A modified form of the SHA-1/HMAC provides the authentication function of the bq26100. Both the host and the
bq26100 share two 64-bit keys used in the authentication calculation. To authenticate a battery pack, the host
writes a random 20-byte message to the bq26100 and sets the AUTH bit in the CTRL register. The bq26100
calculates the HMAC digest in less than 500
s, replacing the random message sent by the host with the HMAC
result. To complete the authentication process, the host computes the HMAC function with the same 20-byte
random message originally written to the bq26100. The result is compared to the HMAC result computed by the
bq26100. If the values match, the pack is authenticated.

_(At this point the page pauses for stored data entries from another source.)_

//! Live operational metrics.
//!
//! # Data Flow
//! ```text
//! probes.rs (status page, process table, /proc/net/dev)
//!     → sampler.rs (one MetricsSample per tick, failed probes → 0)
//!     → hub.rs (single owned timer, fan-out to subscribers)
//!     → subscriber callbacks / channels (e.g. WebSocket sessions)
//! ```
//!
//! # State Machine (hub)
//! ```text
//! Idle   --first subscribe-->   Active (timer task spawned)
//! Active --last unsubscribe-->  Idle   (timer task aborted)
//! ```
//!
//! # Design Decisions
//! - The timer runs iff the subscriber set is non-empty
//! - Samples are immutable and shared via `Arc`
//! - One subscriber's failure never blocks delivery to the others

pub mod hub;
pub mod probes;
pub mod sample;
pub mod sampler;

pub use hub::{DeliveryError, HubState, MetricsHub, Subscription};
pub use sample::MetricsSample;
pub use sampler::MetricsSampler;
//! Store error types.

use std::io;
use std::path::PathBuf;

use thiserror::Error;

use crate::store::control::CommandError;

/// Operational failure of a store operation.
#[derive(Debug, Error)]
pub enum StoreError {
    /// Name cannot be used as a file name.
    #[error("invalid site name {0:?}")]
    InvalidName(String),

    /// Unit is missing a field every site file needs.
    #[error("site has an empty `{0}`")]
    InvalidUnit(&'static str),

    /// Filesystem operation failed.
    #[error("failed to {action} {}: {source}", path.display())]
    Io {
        action: &'static str,
        path: PathBuf,
        #[source]
        source: io::Error,
    },

    /// The reload command failed after the change was written.
    #[error("server reload failed: {0}")]
    Reload(#[source] CommandError),

    /// The certificate issuance command failed.
    #[error("certificate issuance failed: {0}")]
    Certificate(#[source] CommandError),
}

impl StoreError {
    pub(crate) fn io(action: &'static str, path: impl Into<PathBuf>, source: io::Error) -> Self {
        Self::Io {
            action,
            path: path.into(),
            source,
        }
    }

    /// Kind of the underlying filesystem error, if this is one.
    pub fn io_kind(&self) -> Option<io::ErrorKind> {
        match self {
            Self::Io { source, .. } => Some(source.kind()),
            _ => None,
        }
    }
}

/// Result alias for store operations.
pub type StoreResult<T> = Result<T, StoreError>;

The key is separated into two 64-bit spaces, allowing multiple parties to program separate portions of the key
and providing an added level of security. Programming a key utilizes the SHA-1 algorithm to provide a mix from
the values used to program the device to the actual key stored on the device. When put into key programming
mode, the device combines the 160-bit message space with a pad as required to get the minimum 512-bit
SHA-1 block, and run through the SHA-1 engine once. The 160-bit output is truncated to the lower 64 bits,
scrambled internally, and then written to the appropriate non-volatile memory key space. The key can only be
read and descrambled by the authentication engine, not by the communication engine, of the bq26100.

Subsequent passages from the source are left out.